— Problem description —
Pull out every line below containing the word "massless".

— Material shown —

- - -

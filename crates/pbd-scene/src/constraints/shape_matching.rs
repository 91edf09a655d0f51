use glam::Vec3;

use crate::scene::IndexRange;

/// Rest pose of one rigid body for shape matching.
///
/// Stores every particle's rest position relative to the rest center of mass.
/// Each step the solver:
/// 1. Computes the current center of mass
/// 2. Builds the cross-covariance matrix A_pq against `rest_positions`
/// 3. Extracts the rotation via polar decomposition
/// 4. Moves particles toward their rotated rest positions
///
/// Reference: "Meshless Deformations Based on Shape Matching", Mueller et al., 2005
#[derive(Clone, Debug, PartialEq)]
pub struct RigidRestPose {
    /// Global particles of the body; `rest_positions[n]` belongs to `range.start + n`.
    pub range: IndexRange,
    /// Rest positions relative to the rest center of mass. Sums to zero.
    pub rest_positions: Vec<Vec3>,
    pub center_of_mass: Vec3,
}

impl RigidRestPose {
    /// Rest pose of `positions`, assuming uniform mass.
    pub fn from_positions(range: IndexRange, positions: &[Vec3]) -> Self {
        let center_of_mass = center_of_mass(positions);
        let rest_positions = positions.iter().map(|&p| p - center_of_mass).collect();
        Self {
            range,
            rest_positions,
            center_of_mass,
        }
    }

    /// Same pose with its range shifted by `base`.
    pub fn offset(self, base: u32) -> Self {
        Self {
            range: IndexRange::new(self.range.start + base, self.range.end + base),
            ..self
        }
    }
}

/// Arithmetic mean of `positions`; zero for an empty slice.
pub fn center_of_mass(positions: &[Vec3]) -> Vec3 {
    if positions.is_empty() {
        return Vec3::ZERO;
    }
    positions.iter().copied().sum::<Vec3>() / positions.len() as f32
}
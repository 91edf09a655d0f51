use glam::{UVec3, Vec3};
use pbd_scene::camera::Camera;
use pbd_scene::gpu::GpuBuffers;
use pbd_scene::light::PointLight;
use pbd_scene::materials::{BlockDesc, ClothDesc, Corner, RopeDesc};
use pbd_scene::plane::Plane;
use pbd_scene::{BendingMode, FrozenScene, IndexRange, Scene, SceneConfig};
use wasm_bindgen::prelude::*;

fn range_to_js(range: IndexRange) -> Vec<u32> {
    vec![range.start, range.end]
}

fn to_js_error(err: impl std::fmt::Display) -> JsError {
    JsError::new(&err.to_string())
}

/// Scene under construction, driven from JavaScript.
#[wasm_bindgen]
pub struct SceneBuilder {
    scene: Option<Scene>,
}

#[wasm_bindgen]
impl SceneBuilder {
    /// `bending_mode`: 0 = long-range distance, 1 = dihedral, 2 = both.
    #[wasm_bindgen(constructor)]
    pub fn new(particle_radius: f32, bending_mode: u32) -> SceneBuilder {
        let config = SceneConfig {
            particle_radius,
            bending_mode: match bending_mode {
                1 => BendingMode::Dihedral,
                2 => BendingMode::Both,
                _ => BendingMode::LongRange,
            },
            ..SceneConfig::default()
        };
        SceneBuilder {
            scene: Some(Scene::new(config)),
        }
    }

    #[wasm_bindgen]
    pub fn num_particles(&self) -> usize {
        self.scene.as_ref().map_or(0, Scene::num_particles)
    }

    /// `dimension`, `start` and `step` are 3-component arrays. Returns `[start, end)`.
    #[wasm_bindgen]
    pub fn add_rigid_box(
        &mut self,
        dimension: &[u32],
        start: &[f32],
        step: &[f32],
        mass_per_particle: f32,
    ) -> Result<Vec<u32>, JsError> {
        let desc = block_desc(dimension, start, step, mass_per_particle)?;
        self.scene()?
            .add_rigid_box(&desc)
            .map(range_to_js)
            .map_err(to_js_error)
    }

    #[wasm_bindgen]
    pub fn add_granulars_block(
        &mut self,
        dimension: &[u32],
        start: &[f32],
        step: &[f32],
        mass_per_particle: f32,
    ) -> Result<Vec<u32>, JsError> {
        let desc = block_desc(dimension, start, step, mass_per_particle)?;
        self.scene()?
            .add_granulars_block(&desc)
            .map(range_to_js)
            .map_err(to_js_error)
    }

    #[wasm_bindgen]
    pub fn add_fluid_block(
        &mut self,
        dimension: &[u32],
        start: &[f32],
        step: &[f32],
        mass_per_particle: f32,
    ) -> Result<Vec<u32>, JsError> {
        let desc = block_desc(dimension, start, step, mass_per_particle)?;
        self.scene()?
            .add_fluid_block(&desc)
            .map(range_to_js)
            .map_err(to_js_error)
    }

    #[wasm_bindgen]
    pub fn add_rope(
        &mut self,
        start: &[f32],
        end: &[f32],
        num_joints: u32,
        mass_per_particle: f32,
    ) -> Result<Vec<u32>, JsError> {
        let desc = RopeDesc::between(
            vec3_from_js("start", start)?,
            vec3_from_js("end", end)?,
            num_joints,
            mass_per_particle,
        );
        self.scene()?
            .add_rope(&desc)
            .map(range_to_js)
            .map_err(to_js_error)
    }

    /// `pinned_corners` is a bit mask over the four grid corners.
    #[wasm_bindgen]
    pub fn add_cloth(
        &mut self,
        start: &[f32],
        step_x: &[f32],
        step_y: &[f32],
        num_joints_x: u32,
        num_joints_y: u32,
        mass_per_particle: f32,
        stretch_stiffness: f32,
        bending_stiffness: f32,
        pinned_corners: u32,
        self_collidable: bool,
    ) -> Result<Vec<u32>, JsError> {
        let mut desc = ClothDesc::new(
            vec3_from_js("start", start)?,
            vec3_from_js("step_x", step_x)?,
            vec3_from_js("step_y", step_y)?,
            num_joints_x,
            num_joints_y,
            mass_per_particle,
        )
        .with_stiffness(stretch_stiffness, bending_stiffness)
        .self_collidable(self_collidable);
        for (bit, corner) in Corner::ALL.into_iter().enumerate() {
            if pinned_corners & (1 << bit) != 0 {
                desc = desc.pin(corner);
            }
        }
        self.scene()?
            .add_cloth(&desc)
            .map(range_to_js)
            .map_err(to_js_error)
    }

    #[wasm_bindgen]
    pub fn make_immovable(&mut self, id: u32) -> Result<bool, JsError> {
        self.scene()?.make_immovable(id).map_err(to_js_error)
    }

    /// Pin every particle in `[start, end)`.
    #[wasm_bindgen]
    pub fn make_range_immovable(&mut self, start: u32, end: u32) -> Result<(), JsError> {
        self.scene()?
            .make_range_immovable(IndexRange { start, end })
            .map_err(to_js_error)
    }

    /// `fov_y` in radians.
    #[wasm_bindgen]
    pub fn set_camera(
        &mut self,
        pos: &[f32],
        look_at: &[f32],
        fov_y: f32,
        aspect_ratio: f32,
    ) -> Result<(), JsError> {
        let camera = Camera::new(
            vec3_from_js("pos", pos)?,
            vec3_from_js("look_at", look_at)?,
            fov_y,
            aspect_ratio,
        )
        .map_err(to_js_error)?;
        self.scene()?.set_camera(camera);
        Ok(())
    }

    #[wasm_bindgen]
    pub fn set_point_light(
        &mut self,
        position: &[f32],
        direction: &[f32],
        intensity: &[f32],
    ) -> Result<(), JsError> {
        let light = PointLight::new(
            vec3_from_js("position", position)?,
            vec3_from_js("direction", direction)?,
            vec3_from_js("intensity", intensity)?,
        );
        self.scene()?.set_point_light(light);
        Ok(())
    }

    #[wasm_bindgen]
    pub fn add_plane(&mut self, origin: &[f32], normal: &[f32]) -> Result<(), JsError> {
        let origin = vec3_from_js("origin", origin)?;
        let normal = vec3_from_js("normal", normal)?;
        let plane = Plane::new(origin, normal).map_err(to_js_error)?;
        self.scene()?.add_plane(plane);
        Ok(())
    }

    /// Ends the build phase; the builder cannot be used afterwards.
    #[wasm_bindgen]
    pub fn freeze(&mut self) -> Result<SceneBuffers, JsError> {
        let scene = self
            .scene
            .take()
            .ok_or_else(|| JsError::new("scene has already been frozen"))?;
        let start = js_sys::Date::now();
        let frozen = scene.freeze();
        let gpu = frozen.to_gpu_buffers();
        web_sys::console::log_1(
            &format!(
                "Scene frozen: {} particles, {} distance constraints, {} bytes in {:.1} ms",
                frozen.num_particles(),
                frozen.distance_constraints().len(),
                gpu.byte_len(),
                js_sys::Date::now() - start
            )
            .into(),
        );
        Ok(SceneBuffers { frozen, gpu })
    }
}

impl SceneBuilder {
    fn scene(&mut self) -> Result<&mut Scene, JsError> {
        self.scene
            .as_mut()
            .ok_or_else(|| JsError::new("scene has already been frozen"))
    }
}

/// Frozen scene with its device-layout arrays, readable as typed-array views.
#[wasm_bindgen]
pub struct SceneBuffers {
    frozen: FrozenScene,
    gpu: GpuBuffers,
}

#[wasm_bindgen]
impl SceneBuffers {
    #[wasm_bindgen]
    pub fn particle_count(&self) -> usize {
        self.frozen.num_particles()
    }

    #[wasm_bindgen]
    pub fn particle_radius(&self) -> f32 {
        self.frozen.config().particle_radius
    }

    #[wasm_bindgen]
    pub fn fluid_kernel_radius(&self) -> f32 {
        self.frozen.config().fluid_kernel_radius()
    }

    #[wasm_bindgen]
    pub fn positions(&self) -> Vec<f32> {
        bytemuck::cast_slice(&self.gpu.positions).to_vec()
    }

    #[wasm_bindgen]
    pub fn masses(&self) -> Vec<f32> {
        self.gpu.masses.clone()
    }

    #[wasm_bindgen]
    pub fn phases(&self) -> Vec<i32> {
        self.gpu.phases.clone()
    }

    #[wasm_bindgen]
    pub fn group_ids(&self) -> Vec<i32> {
        self.gpu.group_ids.clone()
    }

    /// Raw bytes of the 16-byte distance constraint records.
    #[wasm_bindgen]
    pub fn distance_constraints(&self) -> Vec<u8> {
        bytemuck::cast_slice(&self.gpu.distance_constraints).to_vec()
    }

    #[wasm_bindgen]
    pub fn bendings(&self) -> Vec<i32> {
        bytemuck::cast_slice(&self.gpu.bendings).to_vec()
    }

    #[wasm_bindgen]
    pub fn faces(&self) -> Vec<i32> {
        bytemuck::cast_slice(&self.gpu.faces).to_vec()
    }

    #[wasm_bindgen]
    pub fn rigid_rest_positions(&self) -> Vec<f32> {
        bytemuck::cast_slice(&self.gpu.rigid_rest_positions).to_vec()
    }

    #[wasm_bindgen]
    pub fn rigid_ranges(&self) -> Vec<i32> {
        bytemuck::cast_slice(&self.gpu.rigid_ranges).to_vec()
    }

    #[wasm_bindgen]
    pub fn immovables(&self) -> Vec<i32> {
        self.gpu.immovables.clone()
    }

    /// Column-major 4x4 model matrices, one per plane.
    #[wasm_bindgen]
    pub fn plane_matrices(&self) -> Vec<f32> {
        self.frozen
            .planes()
            .iter()
            .flat_map(|p| p.model_matrix.to_cols_array())
            .collect()
    }
}

fn vec3_from_js(name: &str, values: &[f32]) -> Result<Vec3, JsError> {
    <[f32; 3]>::try_from(values)
        .map(Vec3::from_array)
        .map_err(|_| component_error(name, values.len()))
}

fn uvec3_from_js(name: &str, values: &[u32]) -> Result<UVec3, JsError> {
    <[u32; 3]>::try_from(values)
        .map(UVec3::from_array)
        .map_err(|_| component_error(name, values.len()))
}

fn component_error(name: &str, len: usize) -> JsError {
    JsError::new(&format!("`{name}` must have 3 components, got {len}"))
}

fn block_desc(
    dimension: &[u32],
    start: &[f32],
    step: &[f32],
    mass_per_particle: f32,
) -> Result<BlockDesc, JsError> {
    Ok(BlockDesc::new(
        uvec3_from_js("dimension", dimension)?,
        vec3_from_js("start", start)?,
        vec3_from_js("step", step)?,
        mass_per_particle,
    ))
}
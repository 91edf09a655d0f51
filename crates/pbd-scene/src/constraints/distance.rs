/// Position-based distance constraint between two particles.
///
/// Keeps particles `i` and `j` at `rest_length`. The rest length is fixed when
/// the constraint is built and never recomputed.
#[derive(Clone, Copy, Debug, PartialEq)]
pub struct DistanceConstraint {
    /// Particle index A.
    pub i: u32,
    /// Particle index B.
    pub j: u32,
    /// Rest length (initial distance between the two particles).
    pub rest_length: f32,
    /// Stiffness in `[0..1]`; `1.0` fully restores the rest length each iteration.
    pub stiffness: f32,
}

impl DistanceConstraint {
    /// Create a new distance constraint between particles `i` and `j`.
    pub fn new(i: u32, j: u32, rest_length: f32, stiffness: f32) -> Self {
        Self {
            i,
            j,
            rest_length,
            stiffness,
        }
    }

    /// Same constraint with both indices shifted by `base`.
    pub fn offset(self, base: u32) -> Self {
        Self {
            i: self.i + base,
            j: self.j + base,
            ..self
        }
    }
}
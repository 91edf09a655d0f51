use std::sync::Arc;

use glam::{UVec3, Vec3};
use pbd_scene::materials::{BlockDesc, ClothDesc, Corner, RopeDesc};
use pbd_scene::particle::{MaterialKind, Phase};
use pbd_scene::plane::Plane;
use pbd_scene::scene::MAX_PARTICLES;
use pbd_scene::{IndexRange, Scene, SceneConfig, SceneError, ShapeError};

fn block(dim: u32) -> BlockDesc {
    BlockDesc::uniform(UVec3::splat(dim), Vec3::ZERO, 0.1, 1.0)
}

fn mixed_scene() -> (Scene, Vec<IndexRange>) {
    let mut scene = Scene::new(SceneConfig::default());
    let ranges = vec![
        scene.add_rigid_box(&block(2)).unwrap(),
        scene.add_fluid_block(&block(3)).unwrap(),
        scene
            .add_rope(&RopeDesc::between(Vec3::ZERO, Vec3::X, 6, 0.1))
            .unwrap(),
        scene
            .add_cloth(&ClothDesc::new(Vec3::ZERO, Vec3::X * 0.1, Vec3::Z * 0.1, 4, 3, 0.1))
            .unwrap(),
        scene.add_granulars_block(&block(2)).unwrap(),
        scene.add_fluid_block(&block(2)).unwrap(),
    ];
    (scene, ranges)
}

#[test]
fn test_ranges_are_contiguous_and_sized() {
    let (scene, ranges) = mixed_scene();
    let sizes: Vec<usize> = ranges.iter().map(|r| r.len()).collect();
    assert_eq!(sizes, vec![8, 27, 6, 12, 8, 8]);

    let mut expected_start = 0;
    for r in &ranges {
        assert_eq!(r.start, expected_start);
        expected_start = r.end;
    }
    assert_eq!(scene.num_particles(), expected_start as usize);
}

#[test]
fn test_columns_stay_aligned() {
    let (scene, _) = mixed_scene();
    let particles = scene.particles();
    let n = scene.num_particles();
    assert_eq!(particles.position.len(), n);
    assert_eq!(particles.mass.len(), n);
    assert_eq!(particles.phase.len(), n);
    assert_eq!(particles.group.len(), n);
}

#[test]
fn test_phase_allocation() {
    let (scene, ranges) = mixed_scene();
    let phase_of = |r: &IndexRange| scene.particles().phase[r.start as usize];

    let phases: Vec<Phase> = ranges.iter().map(phase_of).collect();
    assert_eq!(
        phases,
        vec![Phase(1), Phase(-1), Phase(2), Phase(3), Phase(4), Phase(-2)]
    );
    for r in &ranges {
        let first = phase_of(r);
        assert!(r.iter().all(|id| scene.particles().phase[id as usize] == first));
    }

    let kinds: Vec<MaterialKind> = scene.bodies().iter().map(|b| b.kind).collect();
    assert_eq!(
        kinds,
        vec![
            MaterialKind::Rigid,
            MaterialKind::Fluid,
            MaterialKind::Rope,
            MaterialKind::Cloth,
            MaterialKind::Granular,
            MaterialKind::Fluid
        ]
    );
}

#[test]
fn test_group_policy() {
    let (scene, ranges) = mixed_scene();
    let groups = |r: &IndexRange| -> Vec<i32> {
        r.iter().map(|id| scene.particles().group[id as usize]).collect()
    };

    // rigid: one shared group
    assert!(groups(&ranges[0]).iter().all(|&g| g == 1));
    // fluid: next shared group
    assert!(groups(&ranges[1]).iter().all(|&g| g == 2));
    // rope: shared
    assert!(groups(&ranges[2]).iter().all(|&g| g == 3));
    // self-collidable cloth: one group per particle
    assert_eq!(groups(&ranges[3]), (4..16).collect::<Vec<i32>>());
    // granulars: one group per particle
    assert_eq!(groups(&ranges[4]), (16..24).collect::<Vec<i32>>());
}

#[test]
fn test_non_self_collidable_cloth_shares_group() {
    let mut scene = Scene::default();
    let desc = ClothDesc::new(Vec3::ZERO, Vec3::X, Vec3::Z, 3, 3, 1.0).self_collidable(false);
    scene.add_cloth(&desc).unwrap();
    assert!(scene.particles().group.iter().all(|&g| g == 1));
}

#[test]
fn test_constraint_indices_are_global() {
    let (scene, ranges) = mixed_scene();
    let rope = ranges[2];
    let cloth = ranges[3];
    let n = scene.num_particles() as u32;

    let rope_pairs = scene
        .distance_constraints()
        .iter()
        .filter(|c| rope.contains(c.i))
        .count();
    assert_eq!(rope_pairs, 5 + 4);

    for c in scene.distance_constraints() {
        assert!(c.i < n && c.j < n);
        let same_body = (rope.contains(c.i) && rope.contains(c.j))
            || (cloth.contains(c.i) && cloth.contains(c.j));
        assert!(same_body, "constraint {c:?} crosses bodies");
    }
}

#[test]
fn test_rejected_calls_leave_scene_untouched() {
    let (mut scene, _) = mixed_scene();
    let before = scene.summary();
    let particles_before = scene.particles().position.clone();

    let zero_dim = BlockDesc::uniform(UVec3::new(3, 0, 3), Vec3::ZERO, 0.1, 1.0);
    let err = scene.add_fluid_block(&zero_dim).unwrap_err();
    assert_eq!(
        err,
        SceneError::InvalidShape {
            operation: "add_fluid_block",
            source: ShapeError::ZeroDimension {
                param: "dimension",
                value: UVec3::new(3, 0, 3)
            }
        }
    );

    let short_rope = RopeDesc::between(Vec3::ZERO, Vec3::X, 1, 1.0);
    let err = scene.add_rope(&short_rope).unwrap_err();
    assert_eq!(err.operation(), "add_rope");

    let massless = BlockDesc::uniform(UVec3::splat(2), Vec3::ZERO, 0.1, 0.0);
    assert!(scene.add_rigid_box(&massless).is_err());
    assert!(scene.add_granulars_block(&massless).is_err());

    assert_eq!(scene.summary(), before);
    assert_eq!(scene.particles().position, particles_before);

    // counters were not consumed by the failed calls
    let r = scene.add_rigid_box(&block(1)).unwrap();
    assert_eq!(scene.particles().phase[r.start as usize], Phase(5));
}

#[test]
fn test_oversized_bodies_report_capacity() {
    let (mut scene, _) = mixed_scene();
    let before = scene.summary();

    let cloth = ClothDesc::new(Vec3::ZERO, Vec3::X, Vec3::Z, 70_000, 70_000, 1.0);
    assert!(matches!(
        scene.add_cloth(&cloth),
        Err(SceneError::CapacityExceeded { operation: "add_cloth", limit: MAX_PARTICLES, .. })
    ));

    let fluid = BlockDesc::uniform(UVec3::splat(2_000_000), Vec3::ZERO, 0.1, 1.0);
    assert!(matches!(
        scene.add_fluid_block(&fluid),
        Err(SceneError::CapacityExceeded { operation: "add_fluid_block", .. })
    ));

    // the count itself does not fit usize
    let huge = BlockDesc::uniform(UVec3::splat(u32::MAX), Vec3::ZERO, 0.1, 1.0);
    assert_eq!(
        scene.add_rigid_box(&huge),
        Err(SceneError::CapacityExceeded {
            operation: "add_rigid_box",
            requested: usize::MAX,
            limit: MAX_PARTICLES
        })
    );

    // fits on its own, not on top of the particles already in the scene
    let rope = RopeDesc::between(Vec3::ZERO, Vec3::X, MAX_PARTICLES as u32, 1.0);
    assert_eq!(
        scene.add_rope(&rope),
        Err(SceneError::CapacityExceeded {
            operation: "add_rope",
            requested: 69 + MAX_PARTICLES,
            limit: MAX_PARTICLES
        })
    );

    assert_eq!(scene.summary(), before);
    let r = scene.add_rigid_box(&block(1)).unwrap();
    assert_eq!(scene.particles().phase[r.start as usize], Phase(5));
}

#[test]
fn test_reversed_range_is_rejected() {
    let mut scene = Scene::default();
    scene.add_granulars_block(&block(2)).unwrap();
    let reversed = IndexRange { start: 6, end: 2 };
    assert_eq!(reversed.len(), 0);
    assert!(reversed.is_empty());
    assert!(matches!(
        scene.make_range_immovable(reversed),
        Err(SceneError::IndexOutOfRange { operation: "make_range_immovable", index: 6, count: 8 })
    ));
    assert!(scene.immovables().is_empty());
}

#[test]
fn test_make_immovable_bounds() {
    let mut scene = Scene::default();
    assert!(matches!(
        scene.make_immovable(0),
        Err(SceneError::IndexOutOfRange { index: 0, count: 0, .. })
    ));

    let range = scene.add_granulars_block(&block(2)).unwrap();
    assert_eq!(scene.make_immovable(7), Ok(true));
    assert_eq!(scene.make_immovable(7), Ok(false));
    assert!(scene.make_immovable(8).is_err());
    assert_eq!(scene.immovables(), &[7]);

    scene.make_range_immovable(range).unwrap();
    assert_eq!(scene.immovables().len(), 8);
    assert!(scene.make_range_immovable(IndexRange::new(4, 9)).is_err());
}

#[test]
fn test_freeze_exports_solver_buffers() {
    let (mut scene, _) = mixed_scene();
    scene
        .add_cloth(
            &ClothDesc::new(Vec3::ZERO, Vec3::X, Vec3::Z, 3, 3, 1.0).pin(Corner::MinXMinY),
        )
        .unwrap();
    scene.add_plane(Plane::new(Vec3::ZERO, Vec3::Y).unwrap());
    let summary = scene.summary();

    let frozen = Arc::new(scene.freeze());
    assert_eq!(frozen.summary(), summary);
    assert!(frozen.camera().is_none());

    let buffers = frozen.to_gpu_buffers();
    assert_eq!(buffers.positions.len(), summary.particles);
    assert_eq!(buffers.masses.len(), summary.particles);
    assert_eq!(buffers.phases.len(), summary.particles);
    assert_eq!(buffers.group_ids.len(), summary.particles);
    assert_eq!(buffers.distance_constraints.len(), summary.distance_constraints);
    assert_eq!(buffers.faces.len(), summary.faces);
    assert_eq!(buffers.rigid_ranges, vec![[0, 8]]);
    assert_eq!(buffers.rigid_rest_positions.len(), summary.rigid_particles);
    assert_eq!(buffers.immovables, vec![69]);
    assert!(buffers.byte_len() > 0);

    let c = &frozen.distance_constraints()[0];
    let g = buffers.distance_constraints[0];
    assert_eq!(g.ids, [c.i as i32, c.j as i32]);
    assert_eq!(g.distance, c.rest_length);
}

#[test]
fn test_frozen_scene_is_shareable() {
    fn assert_send_sync<T: Send + Sync>() {}
    assert_send_sync::<pbd_scene::FrozenScene>();
}
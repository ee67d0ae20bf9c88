//! # Checksum
//!
//! Adler-32 rolling checksum used to fingerprint raw units, key the
//! artifact cache, and compute the cache generation fingerprint.
//!
//! Non-cryptographic: collisions are tolerated because the cache is an
//! optimization keyed by content, not a security boundary.

use crate::primitives::CHECKSUM_HEX_WIDTH;
use serde::{Deserialize, Serialize};
use std::fmt;

/// A 32-bit content checksum.
#[derive(
    Debug, Clone, Copy, PartialEq, Eq, PartialOrd, Ord, Hash, Serialize, Deserialize, Default,
)]
pub struct Checksum(pub u32);

impl Checksum {
    /// Sentinel checksum of the empty buffer.
    pub const EMPTY: Self = Self(0);

    /// Checksum of a complete buffer.
    #[must_use]
    pub fn of(bytes: &[u8]) -> Self {
        if bytes.is_empty() {
            return Self::EMPTY;
        }
        let mut adler = Adler32::new();
        adler.update(bytes);
        adler.finish()
    }

    /// Whether this is the empty-buffer sentinel.
    #[must_use]
    pub const fn is_empty(self) -> bool {
        self.0 == 0
    }

    /// Get the raw checksum value.
    #[must_use]
    pub const fn value(self) -> u32 {
        self.0
    }

    /// Fixed-width lowercase hex rendering, used as the blob key.
    #[must_use]
    pub fn to_hex(self) -> String {
        format!("{:0width$x}", self.0, width = CHECKSUM_HEX_WIDTH)
    }
}

impl fmt::Display for Checksum {
    fn fmt(&self, f: &mut fmt::Formatter<'_>) -> fmt::Result {
        f.write_str(&self.to_hex())
    }
}

/// Incremental Adler-32 state.
///
/// Feeding several buffers in sequence yields the checksum of their
/// concatenation.
#[derive(Debug, Clone, Copy)]
pub struct Adler32 {
    state: adler2::Adler32,
    fed: bool,
}

impl Adler32 {
    /// Fresh state.
    #[must_use]
    pub fn new() -> Self {
        Self {
            state: adler2::Adler32::new(),
            fed: false,
        }
    }

    /// Feed more bytes.
    pub fn update(&mut self, bytes: &[u8]) {
        if bytes.is_empty() {
            return;
        }
        self.fed = true;
        self.state.write_slice(bytes);
    }

    /// Current checksum. Nothing fed yields [`Checksum::EMPTY`].
    #[must_use]
    pub fn finish(&self) -> Checksum {
        if !self.fed {
            return Checksum::EMPTY;
        }
        Checksum(self.state.checksum())
    }
}

impl Default for Adler32 {
    fn default() -> Self {
        Self::new()
    }
}

// =============================================================================
// TESTS
// =============================================================================

#[cfg(test)]
mod tests {
    use super::*;

    #[test]
    fn known_vector() {
        assert_eq!(Checksum::of(b"Wikipedia"), Checksum(0x11E6_0398));
    }

    #[test]
    fn empty_is_sentinel() {
        assert_eq!(Checksum::of(&[]), Checksum::EMPTY);
        assert!(Checksum::of(&[]).is_empty());
        assert!(!Checksum::of(&[0]).is_empty());
    }

    #[test]
    fn hex_is_fixed_width() {
        assert_eq!(Checksum(0x1f).to_hex(), "0000001f");
        assert_eq!(Checksum(0x11E6_0398).to_hex(), "11e60398");
    }

    #[test]
    fn incremental_matches_whole() {
        let data: Vec<u8> = (0..20_000u32).map(|i| (i % 251) as u8).collect();
        let mut rolling = Adler32::new();
        for part in data.chunks(777) {
            rolling.update(part);
        }
        assert_eq!(rolling.finish(), Checksum::of(&data));
    }

    #[test]
    fn large_run_of_max_bytes_stays_in_range() {
        let data = vec![0xFFu8; 20_000];
        let checksum = Checksum::of(&data);
        assert!(checksum.value() & 0xFFFF < 65_521);
        assert!(checksum.value() >> 16 < 65_521);
    }
}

- - -

— Expected output —
    let massless = BlockDesc::uniform(UVec3::splat(2), Vec3::ZERO, 0.1, 0.0);
    assert!(scene.add_rigid_box(&massless).is_err());
    assert!(scene.add_granulars_block(&massless).is_err());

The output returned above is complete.